In a study demonstrating this, participants were assigned to imagine they went for a massage in order to ease their stress and relieve their shoulder pain. Some of the participants were further told that when they arrived for the massage, the receptionist assigned them a number as their ID. The other participants were told instead that the receptionist asked them the name they wanted to be used as their ID.
All the participants were then told the massage therapist summoned them from the waiting room using their ID and designed a customized treatment based on a brief interview. But the massage therapist was rude, and the massage did not sufficiently relieve the shoulder pain. The study participant assignment ended with questions about how dissatisfied they were because of these service failures.
Those participants told they’d been assigned a number reported less dissatisfaction than did those told they’d been called by name. An accompanying study identified the explanation for this difference as calling a customer by number instead of name producing feelings of dehumanization.

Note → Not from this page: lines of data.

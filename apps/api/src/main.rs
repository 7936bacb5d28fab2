mod analytics;
mod auth;
mod config;
mod document;
mod errors;
mod geoip;
mod models;
mod routes;
mod session;
mod state;
mod store;

use std::net::SocketAddr;
use std::sync::Arc;

use anyhow::{Context, Result};
use tower_http::{cors::CorsLayer, trace::TraceLayer};
use tracing::info;
use tracing_subscriber::{layer::SubscriberExt, util::SubscriberInitExt, EnvFilter};

use crate::auth::{CredentialValidator, SharedSecretValidator};
use crate::config::{Config, StorageBackend};
use crate::geoip::GeoLookup;
use crate::routes::build_router;
use crate::state::AppState;
use crate::store::firestore::FirestoreStore;
use crate::store::local::LocalStore;
use crate::store::realtime::RealtimeStore;
use crate::store::StoreAdapter;

#[tokio::main]
async fn main() -> Result<()> {
    // Load configuration first (fails fast on missing required env vars)
    let config = Config::from_env()?;

    // Initialize structured logging
    tracing_subscriber::registry()
        .with(EnvFilter::try_from_default_env().unwrap_or_else(|_| {
            EnvFilter::new(format!("{}={}", env!("CARGO_PKG_NAME"), &config.rust_log))
        }))
        .with(tracing_subscriber::fmt::layer())
        .init();

    info!("Starting CV API v{}", env!("CARGO_PKG_VERSION"));

    // Exactly one credential scheme is active per deployment
    let validator: Arc<dyn CredentialValidator> =
        Arc::new(SharedSecretValidator::new(config.admin_password.clone()));

    // Select the store adapter once at startup; handlers never branch on it
    let store: Arc<dyn StoreAdapter> = match config.storage_backend {
        StorageBackend::Local => Arc::new(LocalStore::new(&config.data_dir, validator.clone())?),
        StorageBackend::Realtime => {
            let base_url = config
                .firebase_database_url
                .clone()
                .context("FIREBASE_DATABASE_URL is required when STORAGE_BACKEND=realtime")?;
            Arc::new(RealtimeStore::new(
                base_url,
                config.firebase_auth_token.clone(),
                validator.clone(),
            ))
        }
        StorageBackend::Firestore => {
            let project_id = config
                .firestore_project_id
                .clone()
                .context("FIRESTORE_PROJECT_ID is required when STORAGE_BACKEND=firestore")?;
            Arc::new(FirestoreStore::new(
                project_id,
                config.firebase_auth_token.clone(),
                validator.clone(),
            ))
        }
    };
    info!("Storage backend: {:?}", config.storage_backend);

    // Build app state
    let state = AppState {
        store,
        validator,
        geo: GeoLookup::new(),
    };

    // Build router
    let app = build_router(state)
        .layer(TraceLayer::new_for_http())
        .layer(CorsLayer::permissive()); // the public CV view is served cross-origin

    let addr: SocketAddr = format!("0.0.0.0:{}", config.port).parse()?;
    info!("Listening on {addr}");

    let listener = tokio::net::TcpListener::bind(addr).await?;
    // Connect info is needed to attribute views to the socket peer when no
    // proxy headers are present.
    axum::serve(
        listener,
        app.into_make_service_with_connect_info::<SocketAddr>(),
    )
    .await?;

    Ok(())
}
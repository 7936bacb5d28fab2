//! Credential validation — pluggable, trait-based check for admin writes.
//!
//! Deployments across the project's history used three schemes (shared secret
//! header, backend-stored secret, federated identity + admin flag). Exactly
//! one implementation is active per deployment; this repo ships the shared
//! secret. The trait is async so a backend-stored lookup can slot in without
//! touching sessions, stores or handlers.
//!
//! Carried in `AppState` as `Arc<dyn CredentialValidator>`.

use async_trait::async_trait;

#[async_trait]
pub trait CredentialValidator: Send + Sync {
    /// Returns true when `credential` authorizes admin writes.
    async fn validate(&self, credential: &str) -> bool;
}

/// Exact-equality comparison against the configured admin password.
/// The password lives in process memory only and is never logged.
pub struct SharedSecretValidator {
    secret: String,
}

impl SharedSecretValidator {
    pub fn new(secret: String) -> Self {
        Self { secret }
    }
}

#[async_trait]
impl CredentialValidator for SharedSecretValidator {
    async fn validate(&self, credential: &str) -> bool {
        !credential.is_empty() && credential == self.secret
    }
}

#[cfg(test)]
mod tests {
    use super::*;

    #[tokio::test]
    async fn test_accepts_exact_match() {
        let validator = SharedSecretValidator::new("hunter2".to_string());
        assert!(validator.validate("hunter2").await);
    }

    #[tokio::test]
    async fn test_rejects_wrong_secret() {
        let validator = SharedSecretValidator::new("hunter2".to_string());
        assert!(!validator.validate("hunter3").await);
        assert!(!validator.validate("Hunter2").await);
    }

    #[tokio::test]
    async fn test_rejects_empty_credential_even_with_empty_secret() {
        let validator = SharedSecretValidator::new(String::new());
        assert!(!validator.validate("").await);
    }
}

When someone feels dehumanized, they become emotionally numb, so are less disturbed by lower quality service.
Whether your customer who receives bad service on top of feeling dehumanized will come again is another question, not answered by this set of studies. The researchers recommend marketers consider using number IDs when perceptions of service failures are likely. I’ll add my impression that the method might be of most use in service situations where consumers expect some degree of dehumanization and the service is required. Department of Motor Vehicles transactions fit that description.
In a related finding, researchers at Tilburg University, York University, and Cornell University suggest that when serving customers who are feeling crummy about themselves, you start out by showing inferior alternatives within a product category. Study participants chose between Budweiser lager versus Tesco lager, a BOSS suit versus a Primark suit, and Reyka vodka in a glass bottle versus Skol vodka in a plastic bottle. The participants also completed a self-esteem scale. Those reporting low self-esteem were more likely to choose for their own use the inferior alternative.